The key difference between the two is that Schedule M is specific to India, whereas WHO-GMP is a globally accepted standard for pharmaceutical manufacturing. However, the good news is that Schedule M aligns closely with WHO-GMP guidelines. By following Schedule M, Indian pharmaceutical companies are already meeting many of the international GMP requirements, making it easier for them to export products globally.

This alignment helps ensure that Indian medicines are accepted internationally, making India a trusted global hub for pharmaceutical manufacturing.

A GMP Certificate proves that a company follows Good Manufacturing Practices. These are rules that make sure products like medicines, food, and cosmetics are made safely and with good quality. It shows that the factory is clean, workers are trained, and the process is well controlled. This certificate is often needed for selling products in India or exporting them to other countries.
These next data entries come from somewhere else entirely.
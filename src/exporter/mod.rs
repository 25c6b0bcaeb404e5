// file: src/exporter/mod.rs
// description: document export module exports
// reference: internal module structure

pub mod json;

pub use json::{DocumentExporter, ExportFormat, ExportedDocument};
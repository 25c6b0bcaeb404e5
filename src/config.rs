// file: src/config.rs
// description: application configuration management with toml support
// reference: https://docs.rs/config

use crate::error::{DocHubError, Result};
use crate::utils::validation::Validator;
use dotenvy::dotenv;
use serde::{Deserialize, Serialize};
use std::collections::HashSet;
use std::path::{Path, PathBuf};
use std::time::Duration;

#[derive(Debug, Clone, Deserialize, Serialize)]
pub struct Config {
    pub repositories: Vec<RepositoryConfig>,
    #[serde(default)]
    pub resolver: ResolverConfig,
    #[serde(default)]
    pub cache: CacheConfig,
    #[serde(default)]
    pub renderer: RendererConfig,
}

/// One configured documentation source. Immutable after load.
#[derive(Debug, Clone, PartialEq, Eq, Deserialize, Serialize)]
pub struct RepositoryConfig {
    pub id: String,
    pub name: String,
    pub owner: String,
    pub repo: String,
    pub branch: String,
    #[serde(default)]
    pub base_path: Option<String>,
    #[serde(default)]
    pub description: Option<String>,
    #[serde(default)]
    pub icon: Option<String>,
}

#[derive(Debug, Clone, Copy, PartialEq, Eq, Deserialize, Serialize, Default)]
#[serde(rename_all = "lowercase")]
pub enum ExecutionMode {
    #[default]
    Production,
    Development,
}

#[derive(Debug, Clone, PartialEq, Eq, Deserialize, Serialize)]
#[serde(rename_all = "lowercase")]
pub enum SnapshotLocation {
    Directory(PathBuf),
    Url(String),
}

#[derive(Debug, Clone, Deserialize, Serialize)]
pub struct ResolverConfig {
    pub raw_base_url: String,
    pub api_base_url: String,
    #[serde(default)]
    pub snapshot: Option<SnapshotLocation>,
    pub timeout_secs: u64,
    #[serde(default)]
    pub mode: ExecutionMode,
    #[serde(default)]
    pub strict_snapshot: bool,
}

#[derive(Debug, Clone, Deserialize, Serialize)]
pub struct CacheConfig {
    #[serde(default)]
    pub directory: Option<PathBuf>,
    pub filetree_ttl_secs: u64,
    pub markdown_ttl_secs: u64,
    #[serde(default)]
    pub quota_bytes: Option<usize>,
}

#[derive(Debug, Clone, Deserialize, Serialize)]
pub struct RendererConfig {
    pub enhanced: bool,
    pub open_links_in_new_tab: bool,
    #[serde(default)]
    pub allow_inline_style: bool,
    pub allow_data_attributes: bool,
}

impl Default for ResolverConfig {
    fn default() -> Self {
        Self {
            raw_base_url: "https://raw.githubusercontent.com".to_string(),
            api_base_url: "https://api.github.com".to_string(),
            snapshot: None,
            timeout_secs: 10,
            mode: ExecutionMode::Production,
            strict_snapshot: false,
        }
    }
}

impl ResolverConfig {
    pub fn timeout(&self) -> Duration {
        Duration::from_secs(self.timeout_secs)
    }
}

impl Default for CacheConfig {
    fn default() -> Self {
        Self {
            directory: None,
            filetree_ttl_secs: 5 * 60,
            markdown_ttl_secs: 10 * 60,
            quota_bytes: Some(5 * 1024 * 1024),
        }
    }
}

impl CacheConfig {
    pub fn filetree_ttl(&self) -> Duration {
        Duration::from_secs(self.filetree_ttl_secs)
    }

    pub fn markdown_ttl(&self) -> Duration {
        Duration::from_secs(self.markdown_ttl_secs)
    }
}

impl Default for RendererConfig {
    fn default() -> Self {
        Self {
            enhanced: true,
            open_links_in_new_tab: true,
            allow_inline_style: false,
            allow_data_attributes: true,
        }
    }
}

impl Config {
    pub fn load(path: Option<&Path>) -> Result<Self> {
        dotenv().ok();

        let mut builder = config::Config::builder();

        if let Some(path) = path {
            builder = builder.add_source(config::File::from(path));
        } else {
            builder = builder.add_source(config::File::from(Path::new("config/default.toml")));
        }

        builder = builder.add_source(
            config::Environment::with_prefix("DOCHUB")
                .separator("__")
                .try_parsing(true),
        );

        let settings = builder
            .build()
            .map_err(|e| DocHubError::Config(e.to_string()))?;

        let config: Config = settings
            .try_deserialize()
            .map_err(|e| DocHubError::Config(e.to_string()))?;

        config.validate()?;
        Ok(config)
    }

    pub fn default_config() -> Self {
        let repository = |id: &str, name: &str, repo: &str, description: &str, icon: &str| {
            RepositoryConfig {
                id: id.to_string(),
                name: name.to_string(),
                owner: "thisiskushal31".to_string(),
                repo: repo.to_string(),
                branch: "main".to_string(),
                base_path: None,
                description: Some(description.to_string()),
                icon: Some(icon.to_string()),
            }
        };

        Self {
            repositories: vec![
                repository(
                    "dsa",
                    "Data Structures & Algorithms",
                    "Datastructures-and-Algorithms",
                    "DSA notes and solutions",
                    "fas fa-book-open",
                ),
                repository(
                    "devops",
                    "DevOps Handbook",
                    "DevOps-Handbook",
                    "CI/CD, IaC, cloud-native, observability, and security best practices",
                    "fas fa-rocket",
                ),
                repository(
                    "system-design",
                    "System Design Concepts",
                    "System-Design-Concepts",
                    "System design patterns, components, and trade-offs by use case",
                    "fas fa-project-diagram",
                ),
            ],
            resolver: ResolverConfig::default(),
            cache: CacheConfig::default(),
            renderer: RendererConfig::default(),
        }
    }

    pub fn validate(&self) -> Result<()> {
        if self.repositories.is_empty() {
            return Err(DocHubError::Config(
                "at least one repository must be configured".to_string(),
            ));
        }

        let mut seen = HashSet::new();
        for repo in &self.repositories {
            // '_' separates key components in cache keys, so ids may not use it
            if repo.id.is_empty()
                || !repo
                    .id
                    .chars()
                    .all(|c| c.is_ascii_alphanumeric() || c == '-')
            {
                return Err(DocHubError::Config(format!(
                    "repository id '{}' must be non-empty and contain only ASCII letters, digits or '-'",
                    repo.id
                )));
            }

            if !seen.insert(repo.id.as_str()) {
                return Err(DocHubError::Config(format!(
                    "duplicate repository id '{}'",
                    repo.id
                )));
            }

            if repo.owner.trim().is_empty()
                || repo.repo.trim().is_empty()
                || repo.branch.trim().is_empty()
            {
                return Err(DocHubError::Config(format!(
                    "repository '{}' needs owner, repo and branch",
                    repo.id
                )));
            }
        }

        for url in [&self.resolver.raw_base_url, &self.resolver.api_base_url] {
            Validator::validate_url(url)
                .map_err(|e| DocHubError::Config(format!("resolver base url: {}", e)))?;
        }
        if let Some(SnapshotLocation::Url(url)) = &self.resolver.snapshot {
            Validator::validate_url(url)
                .map_err(|e| DocHubError::Config(format!("snapshot url: {}", e)))?;
        }

        if self.resolver.timeout_secs == 0 {
            return Err(DocHubError::Config(
                "timeout_secs must be greater than 0".to_string(),
            ));
        }

        Ok(())
    }
}
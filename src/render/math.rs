// file: src/render/math.rs
// description: pluggable TeX rendering for inline and display math spans
// reference: https://docs.rs/latex2mathml

use crate::error::{DocHubError, Result};
use crate::render::escape::escape_text;
use crate::render::notation::normalize_math;
use latex2mathml::{DisplayStyle, latex_to_mathml};
use tracing::warn;

#[derive(Debug, Clone, Copy, PartialEq, Eq)]
pub enum MathMode {
    Inline,
    Display,
}

impl MathMode {
    fn delimiter(&self) -> &'static str {
        match self {
            MathMode::Inline => "$",
            MathMode::Display => "$$",
        }
    }
}

pub trait MathBackend: Send + Sync {
    fn render(&self, tex: &str, mode: MathMode) -> Result<String>;
}

/// Renders TeX to MathML markup.
#[derive(Debug, Clone, Copy, Default)]
pub struct MathMlBackend;

impl MathBackend for MathMlBackend {
    fn render(&self, tex: &str, mode: MathMode) -> Result<String> {
        let style = match mode {
            MathMode::Inline => DisplayStyle::Inline,
            MathMode::Display => DisplayStyle::Block,
        };

        latex_to_mathml(tex, style).map_err(|e| DocHubError::MathRender {
            span: tex.to_string(),
            message: e.to_string(),
        })
    }
}

/// Renders one span. A failure is logged and the original delimited text
/// is returned escaped, so sibling spans and the document are unaffected.
pub fn render_span(backend: &dyn MathBackend, tex: &str, mode: MathMode) -> String {
    let fallback = || {
        let delimiter = mode.delimiter();
        escape_text(&format!("{}{}{}", delimiter, tex, delimiter))
    };

    if tex.trim().is_empty() {
        return fallback();
    }

    match backend.render(&normalize_math(tex), mode) {
        Ok(markup) => markup,
        Err(e) => {
            warn!("{}", e);
            fallback()
        }
    }
}

#[cfg(test)]
mod tests {
    use super::*;

    struct Rejecting;

    impl MathBackend for Rejecting {
        fn render(&self, tex: &str, _mode: MathMode) -> Result<String> {
            Err(DocHubError::MathRender {
                span: tex.to_string(),
                message: "unsupported".to_string(),
            })
        }
    }

    struct Echo;

    impl MathBackend for Echo {
        fn render(&self, tex: &str, _mode: MathMode) -> Result<String> {
            Ok(format!("<math>{}</math>", tex))
        }
    }

    #[test]
    fn test_failure_keeps_original_text() {
        assert_eq!(render_span(&Rejecting, "a<b", MathMode::Inline), "$a&lt;b$");
        assert_eq!(render_span(&Rejecting, "x", MathMode::Display), "$$x$$");
    }

    #[test]
    fn test_span_is_normalized_before_rendering() {
        assert_eq!(
            render_span(&Echo, "O(n2)", MathMode::Inline),
            "<math>O(n^{2})</math>"
        );
    }

    #[test]
    fn test_blank_span_is_not_rendered() {
        assert_eq!(render_span(&Echo, "  ", MathMode::Inline), "$  $");
    }

    #[test]
    fn test_mathml_backend() {
        let markup = MathMlBackend.render("x^2", MathMode::Inline).unwrap();
        assert!(markup.starts_with("<math"));
        assert!(markup.contains("msup"));
    }
}
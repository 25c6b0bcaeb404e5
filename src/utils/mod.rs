// file: src/utils/mod.rs
// description: utility functions module exports
// reference: internal module structure

pub mod logging;
pub mod validation;

pub use validation::{Validator, file_display_name, is_markdown_file, reading_time_minutes};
How to Download a GMP Certificate?

You can download your GMP Certificate only after it is approved by the authority that issued it. Here's how to do it in a real and simple way:

1. Check who issued your certificate – It could be CDSCO (for drugs), FSSAI (for food), or AYUSH (for Ayurvedic products).
2. Visit the official portal of that authority:
   • For CDSCO: cdsco.gov.in
   • For FSSAI: foscos.fssai.gov.in
   • For AYUSH: ayush.gov.in
3. Log in with your registered ID used during the application.
4. Go to "Dashboard" or "My Applications" section.
5. Find your approved GMP application and click "Download Certificate".

If your certificate is not showing, it may still be under review or need corrections. You can contact the support team of the portal or your licensing officer.